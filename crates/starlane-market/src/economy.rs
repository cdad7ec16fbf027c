//! Planet economy classification and starting market conditions.
//!
//! Classification is a policy table over (star type, planet type, controlling
//! faction). Each economy has a production profile listing what its planets
//! export and import; a system's starting prices and stock are derived from
//! the profiles of its planets plus a small seeded perturbation.

use std::collections::{BTreeMap, BTreeSet};

use rust_decimal::Decimal;
use starlane_types::{
    Commodity, Faction, Galaxy, PlanetEconomy, PlanetType, StarType, System,
};
use starlane_world::{Purpose, SeededRandomStream};

use crate::config::MarketConfig;
use crate::error::MarketError;
use crate::market::{MarketEntry, SystemMarket};

/// What planets of one economy export and import.
#[derive(Debug, Clone, Copy, PartialEq, Eq)]
pub struct EconomyProfile {
    /// Commodities produced in surplus.
    pub produces: &'static [Commodity],
    /// Commodities in demand.
    pub consumes: &'static [Commodity],
}

/// Price multiplier, in percent, for goods the system exports.
const EXPORT_PRICE_PCT: i64 = 80;

/// Price multiplier, in percent, for goods the system imports.
const IMPORT_PRICE_PCT: i64 = 120;

/// Classify a planet.
///
/// Temperate worlds farm, scorched worlds mine, giants refine. Rocky and icy
/// worlds follow the controlling faction, except that rocky worlds around
/// hot stars turn to high technology.
pub const fn classify(star: StarType, planet: PlanetType, faction: Faction) -> PlanetEconomy {
    match planet {
        PlanetType::Earth => PlanetEconomy::Agriculture,
        PlanetType::Metal => PlanetEconomy::Extraction,
        PlanetType::GasGiant => PlanetEconomy::Refinery,
        PlanetType::Rocky => {
            if star.is_hot() {
                PlanetEconomy::HighTech
            } else {
                match faction {
                    Faction::Empire => PlanetEconomy::Military,
                    Faction::Federation => PlanetEconomy::Industrial,
                    Faction::Cartel | Faction::Independent => PlanetEconomy::Extraction,
                }
            }
        }
        PlanetType::Icy => match faction {
            Faction::Federation => PlanetEconomy::HighTech,
            Faction::Empire => PlanetEconomy::Industrial,
            Faction::Cartel | Faction::Independent => PlanetEconomy::None,
        },
    }
}

/// Production profile of an economy.
pub const fn profile(economy: PlanetEconomy) -> EconomyProfile {
    use Commodity::{
        Chemical, ConsumerItem, Food, IndustrialMaterial, LegalDrug, Machinery, Medicine, Metal,
        Mineral, Salvage, Technology, Textile, Waste, Weapon,
    };
    match economy {
        PlanetEconomy::Agriculture => EconomyProfile {
            produces: &[Food, Textile, LegalDrug],
            consumes: &[Machinery, Chemical, ConsumerItem, Technology],
        },
        PlanetEconomy::Extraction => EconomyProfile {
            produces: &[Mineral, Metal, Salvage],
            consumes: &[Food, Machinery, Medicine],
        },
        PlanetEconomy::HighTech => EconomyProfile {
            produces: &[Technology, Medicine],
            consumes: &[Metal, Chemical, Food],
        },
        PlanetEconomy::Industrial => EconomyProfile {
            produces: &[Machinery, IndustrialMaterial, ConsumerItem, Waste],
            consumes: &[Metal, Mineral, Food],
        },
        PlanetEconomy::Military => EconomyProfile {
            produces: &[Weapon],
            consumes: &[Food, Medicine, Technology, Metal],
        },
        PlanetEconomy::Refinery => EconomyProfile {
            produces: &[Chemical, IndustrialMaterial, Waste],
            consumes: &[Mineral, Machinery],
        },
        PlanetEconomy::None => EconomyProfile {
            produces: &[],
            consumes: &[Food],
        },
    }
}

/// Assign an economy to every planet of a system.
pub fn assign_system(system: &mut System) {
    let star = system.star.star_type;
    let faction = system.faction;
    for planet in &mut system.planets {
        planet.economy = classify(star, planet.planet_type, faction);
    }
}

/// Assign an economy to every planet in the galaxy.
pub fn assign_galaxy(galaxy: &mut Galaxy) {
    for system in galaxy.systems_mut() {
        assign_system(system);
    }
}

/// The most common non-`None` economy among a system's planets.
///
/// Ties resolve to the economy that sorts first. A system with no
/// classified planets is [`PlanetEconomy::None`].
pub fn dominant_economy(system: &System) -> PlanetEconomy {
    let mut counts: BTreeMap<PlanetEconomy, u32> = BTreeMap::new();
    for planet in &system.planets {
        if planet.economy != PlanetEconomy::None {
            let count = counts.entry(planet.economy).or_insert(0);
            *count = count.saturating_add(1);
        }
    }
    counts
        .iter()
        .fold(None, |best: Option<(PlanetEconomy, u32)>, (economy, count)| match best {
            Some((_, top)) if top >= *count => best,
            _ => Some((*economy, *count)),
        })
        .map_or(PlanetEconomy::None, |(economy, _)| economy)
}

/// Commodities a system exports and imports, from all its planets.
pub fn system_trade_profile(system: &System) -> (BTreeSet<Commodity>, BTreeSet<Commodity>) {
    let mut exports = BTreeSet::new();
    let mut imports = BTreeSet::new();
    for planet in &system.planets {
        let p = profile(planet.economy);
        exports.extend(p.produces.iter().copied());
        imports.extend(p.consumes.iter().copied());
    }
    if system.planets.is_empty() {
        imports.extend(profile(PlanetEconomy::None).consumes.iter().copied());
    }
    (exports, imports)
}

/// Build a system's starting market.
///
/// Exports start cheap and plentiful, imports dear and scarce. Each price is
/// then perturbed by up to `price_jitter_bp` basis points drawn from the
/// system's economy stream.
///
/// # Errors
///
/// Returns [`MarketError::World`] if the system path is out of range and
/// [`MarketError::ArithmeticOverflow`] on price overflow.
pub fn initial_market(
    system: &System,
    streams: &SeededRandomStream,
    config: &MarketConfig,
) -> Result<SystemMarket, MarketError> {
    let path = [system.id.sector.into_inner(), system.id.index];
    let mut stream = streams.derive(&path, Purpose::Economy)?;
    let (exports, imports) = system_trade_profile(system);
    let base_stock = u64::from(config.starting_stock);
    let jitter = i64::from(config.price_jitter_bp);

    let mut entries = BTreeMap::new();
    for commodity in Commodity::ALL {
        let exported = exports.contains(&commodity);
        let imported = imports.contains(&commodity);
        let (percent, stock) = match (exported, imported) {
            (true, false) => (EXPORT_PRICE_PCT, base_stock.saturating_mul(2)),
            (false, true) => (IMPORT_PRICE_PCT, base_stock / 4),
            _ => (100, base_stock / 2),
        };
        let draw = i64::from(stream.range_u32(0, config.price_jitter_bp.saturating_mul(2)));
        let offset_bp = draw.saturating_sub(jitter);
        let factor = Decimal::new(percent, 2)
            .checked_mul(
                Decimal::ONE
                    .checked_add(Decimal::new(offset_bp, 4))
                    .ok_or(MarketError::ArithmeticOverflow)?,
            )
            .ok_or(MarketError::ArithmeticOverflow)?;
        let price = commodity
            .base_price()
            .checked_mul(factor)
            .ok_or(MarketError::ArithmeticOverflow)?
            .round_dp(2)
            .max(config.min_price);
        let stock_jitter = u64::from(stream.range_u32(0, 20));
        entries.insert(
            commodity,
            MarketEntry {
                price,
                stock: stock.saturating_add(stock_jitter),
                last_volume: 0,
            },
        );
    }

    Ok(SystemMarket::new(
        system.id,
        system.faction,
        entries,
        config.house_treasury,
    ))
}

#[cfg(test)]
#[allow(clippy::unwrap_used)]
mod tests {
    use starlane_types::{Planet, PlanetId, Point, Star, SystemId, SystemSecurity};
    use starlane_world::PathLimits;

    use super::*;

    fn planet(system: SystemId, slot: u32, planet_type: PlanetType) -> Planet {
        Planet {
            id: PlanetId { system, slot },
            name: format!("P{slot}"),
            planet_type,
            orbit_radius: 1.0,
            temperature: 280.0,
            position: Point::default(),
            mass: 1.0,
            economy: PlanetEconomy::None,
        }
    }

    fn system(types: &[PlanetType], faction: Faction) -> System {
        let id = SystemId::new(0, 0);
        System {
            id,
            name: "Test".to_owned(),
            position: Point::default(),
            faction,
            security: SystemSecurity::Medium,
            star: Star {
                name: "Test".to_owned(),
                star_type: StarType::G,
                luminosity: 1.0,
                mass: 1.0,
            },
            planets: (0_u32..)
                .zip(types)
                .map(|(slot, t)| planet(id, slot, *t))
                .collect(),
        }
    }

    fn streams(seed: u64) -> SeededRandomStream {
        SeededRandomStream::new(
            seed,
            PathLimits {
                sectors: 1,
                systems_per_sector: 1,
                bodies_per_system: 8,
            },
        )
    }

    #[test]
    fn classification_table() {
        assert_eq!(classify(StarType::G, PlanetType::Earth, Faction::Cartel), PlanetEconomy::Agriculture);
        assert_eq!(classify(StarType::M, PlanetType::GasGiant, Faction::Empire), PlanetEconomy::Refinery);
        assert_eq!(classify(StarType::B, PlanetType::Rocky, Faction::Empire), PlanetEconomy::HighTech);
        assert_eq!(classify(StarType::K, PlanetType::Rocky, Faction::Empire), PlanetEconomy::Military);
        assert_eq!(classify(StarType::K, PlanetType::Rocky, Faction::Federation), PlanetEconomy::Industrial);
        assert_eq!(classify(StarType::K, PlanetType::Icy, Faction::Cartel), PlanetEconomy::None);
    }

    #[test]
    fn every_economy_class_is_reachable() {
        let mut seen = BTreeSet::new();
        for star in StarType::ALL {
            for faction in Faction::ALL {
                for planet in [
                    PlanetType::Metal,
                    PlanetType::Rocky,
                    PlanetType::Earth,
                    PlanetType::Icy,
                    PlanetType::GasGiant,
                ] {
                    seen.insert(classify(star, planet, faction));
                }
            }
        }
        assert_eq!(seen.len(), 7);
    }

    #[test]
    fn dominant_economy_prefers_majority_then_order() {
        let mut s = system(
            &[PlanetType::Earth, PlanetType::GasGiant, PlanetType::GasGiant],
            Faction::Empire,
        );
        assign_system(&mut s);
        assert_eq!(dominant_economy(&s), PlanetEconomy::Refinery);

        let mut tie = system(&[PlanetType::GasGiant, PlanetType::Earth], Faction::Empire);
        assign_system(&mut tie);
        assert_eq!(dominant_economy(&tie), PlanetEconomy::Agriculture);

        let empty = system(&[], Faction::Empire);
        assert_eq!(dominant_economy(&empty), PlanetEconomy::None);
    }

    #[test]
    fn agricultural_system_exports_food_cheaply() {
        let mut s = system(&[PlanetType::Earth], Faction::Federation);
        assign_system(&mut s);
        let config = MarketConfig {
            price_jitter_bp: 0,
            ..MarketConfig::default()
        };
        let market = initial_market(&s, &streams(1), &config).unwrap();
        assert_eq!(
            market.price(Commodity::Food),
            Commodity::Food.base_price() * Decimal::new(80, 2)
        );
        assert_eq!(
            market.price(Commodity::Machinery),
            Commodity::Machinery.base_price() * Decimal::new(120, 2)
        );
        assert!(market.stock(Commodity::Food) > market.stock(Commodity::Machinery));
    }

    #[test]
    fn starting_market_is_seeded_and_bounded() {
        let mut s = system(&[PlanetType::Rocky, PlanetType::Icy], Faction::Empire);
        assign_system(&mut s);
        let config = MarketConfig::default();
        let a = initial_market(&s, &streams(3), &config).unwrap();
        let b = initial_market(&s, &streams(3), &config).unwrap();
        let c = initial_market(&s, &streams(4), &config).unwrap();
        assert_eq!(a, b);
        assert_ne!(a, c);
        for commodity in Commodity::ALL {
            let base = commodity.base_price();
            let price = a.price(commodity);
            assert!(price >= base * Decimal::new(72, 2), "{commodity:?} {price}");
            assert!(price <= base * Decimal::new(132, 2), "{commodity:?} {price}");
        }
    }
}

.....

■ EXERCISE: Every line containing the string "Chemical" is required; copy each such line from the data.

■ REPLY:
        Chemical, ConsumerItem, Food, IndustrialMaterial, LegalDrug, Machinery, Medicine, Metal,
            consumes: &[Machinery, Chemical, ConsumerItem, Technology],
            consumes: &[Metal, Chemical, Food],
            produces: &[Chemical, IndustrialMaterial, Waste],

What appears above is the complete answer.